VILNIUS – Lithuania’s Interior Ministry has clarified on Tuesday that Interior Minister Agne Bilotaite meant legislative amendments related to a recent decision of the European Union’s (EU) Court of Justice (CJEU), when talking about consultations with the EU institutions.

The minister mentioned such consultations at a press conference where she was asked about a bill on turning irregular migrants away.

“We hereby inform that while making comments about consultations with the European Commission, the minister meant consultations on amendments to national legislation that might be necessary to implement the decision of the EU Court of Justice. Those are amendments to the Law on the Legal Status of Aliens,” the ministry said in comments sent to BNS on Tuesday.

Bilotaite was asked during a press conference earlier on Tuesday whether Lithuania was consulting with EU institutions on adopting legislation on turning irregular migrant away, the practice that was currently implemented under the minister’s order.

"We are consulting with the European Commission, … we are consulting on some changes and other things, and the first thing we are seeking is to have the changes in European law, in the migration policy, that Lithuania is proposing," she said.

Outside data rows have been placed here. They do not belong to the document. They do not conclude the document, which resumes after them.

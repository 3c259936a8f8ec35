//! Configuration schema definitions.

use serde::{Deserialize, Serialize};
use std::path::PathBuf;

mod schema_notify;
mod schema_runtime;

pub use schema_notify::*;
pub use schema_runtime::*;

/// Shared default helper used by submodules.
pub(crate) fn default_true() -> bool {
    true
}

/// Root configuration.
#[derive(Debug, Clone, Default, Serialize, Deserialize)]
pub struct Config {
    #[serde(default)]
    pub logging: LoggingConfig,

    #[serde(default)]
    pub store: StoreConfig,

    #[serde(default)]
    pub executor: ExecutorConfig,

    #[serde(default)]
    pub scheduler: SchedulerConfig,

    #[serde(default)]
    pub notifications: NotificationsConfig,
}

/// Logging configuration.
#[derive(Debug, Clone, Serialize, Deserialize)]
pub struct LoggingConfig {
    /// Default filter directive when `RUST_LOG` is unset.
    #[serde(default = "default_log_level")]
    pub level: String,

    /// Directory for daily-rotated log files. Console only when unset.
    #[serde(default)]
    pub directory: Option<String>,
}

impl Default for LoggingConfig {
    fn default() -> Self {
        Self {
            level: default_log_level(),
            directory: None,
        }
    }
}

fn default_log_level() -> String {
    "info".to_string()
}

/// Store backends understood by the daemon.
pub const STORE_BACKENDS: &[&str] = &["file", "memory"];

/// Record store configuration.
#[derive(Debug, Clone, Serialize, Deserialize)]
pub struct StoreConfig {
    /// `file` or `memory`.
    #[serde(default = "default_store_backend")]
    pub backend: String,

    /// Root directory of the file store.
    #[serde(default = "default_store_path")]
    pub path: PathBuf,
}

impl Default for StoreConfig {
    fn default() -> Self {
        Self {
            backend: default_store_backend(),
            path: default_store_path(),
        }
    }
}

fn default_store_backend() -> String {
    "file".to_string()
}

fn default_store_path() -> PathBuf {
    dirs::data_dir()
        .unwrap_or_else(|| PathBuf::from("."))
        .join("cronhands")
}

#[cfg(test)]
#[path = "schema_tests.rs"]
mod tests;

Last Friday, the Interior Ministry confirmed it was drafting a bill to legalize the turning-back of irregular migrants at the border. Bilotaite says the legislation would allow border guards to use such measures during an extreme and emergency situation and during a state of war.

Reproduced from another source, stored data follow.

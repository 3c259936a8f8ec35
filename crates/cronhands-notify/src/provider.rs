//! Channel provider interface.

use async_trait::async_trait;
use chrono::{DateTime, Utc};
use cronhands_core::{NotificationChannel, NotificationEvent};
use serde_json::Value;
use uuid::Uuid;

use crate::error::NotifyError;

/// One rendered notification addressed to one recipient.
#[derive(Debug, Clone)]
pub struct OutboundMessage {
    pub recipient: String,
    pub subject: String,
    pub content: String,
    pub event: NotificationEvent,
    pub job_id: Option<Uuid>,
    pub execution_id: Option<Uuid>,
    pub user_id: Option<Uuid>,
    pub timestamp: DateTime<Utc>,
    /// Channel settings from the subscribing config (headers, tokens, metadata).
    pub settings: Value,
}

impl OutboundMessage {
    pub fn new(
        recipient: impl Into<String>,
        subject: impl Into<String>,
        content: impl Into<String>,
        event: NotificationEvent,
    ) -> Self {
        Self {
            recipient: recipient.into(),
            subject: subject.into(),
            content: content.into(),
            event,
            job_id: None,
            execution_id: None,
            user_id: None,
            timestamp: Utc::now(),
            settings: Value::Null,
        }
    }

    pub fn with_ids(
        mut self,
        user_id: Option<Uuid>,
        job_id: Option<Uuid>,
        execution_id: Option<Uuid>,
    ) -> Self {
        self.user_id = user_id;
        self.job_id = job_id;
        self.execution_id = execution_id;
        self
    }

    pub fn with_settings(mut self, settings: Value) -> Self {
        self.settings = settings;
        self
    }

    /// String value from the channel settings.
    pub fn setting(&self, key: &str) -> Option<&str> {
        self.settings
            .get(key)
            .and_then(Value::as_str)
            .filter(|s| !s.is_empty())
    }
}

/// A delivery mechanism for one channel.
#[async_trait]
pub trait ChannelProvider: Send + Sync {
    /// Channel this provider serves.
    fn channel(&self) -> NotificationChannel;

    /// Deliver a message. `Ok` means the remote side accepted it.
    async fn send(&self, message: &OutboundMessage) -> Result<(), NotifyError>;
}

Lithuania introduced the measures last year in response to an influx of migrants trying to cross into its territory from Belarus, accusing the Minsk regime of having orchestrated the influx.

In total, more than 11,000 irregular migrants have been refused entry to Lithuanian from Belarus since August 3, 2021, when the interior minister ordered border guards to turn irregular migrants back.

Some critics say such actions can be considered pushbacks that violate international law. Border guards say, however, they are not pushing migrants back but preventing them from entering Lithuania's territory instead.

The Court of Justice of the European Union ruled in late June that Lithuania's legal provisions, which allow an applicant for international protection to be denied the right to asylum and placed in automatic detention solely on the grounds that they have irregularly crossed the border, are not compatible with EU legislation.

The court stressed that the EU directive on common procedures for granting and withdrawing international protection precludes the application of national legal provisions where these imply that, even if the said legal regimes are put in place, third-country citizens staying illegally in a Member State “are actually deprived of access to a procedure in which an application for international protection is examined in the territory of that Member State”.

In addition, the court pointed out that, in order to justify detention, the Member State where an asylum seeker is seeking international protection “must, in principle, prove that in his particular circumstances he poses a threat to national security or public order”.

In view of this interpretation, Lithuania's Supreme Administrative Court last week ruled in favor of a foreigner in his detention case, recognizing his status as an asylum seeker.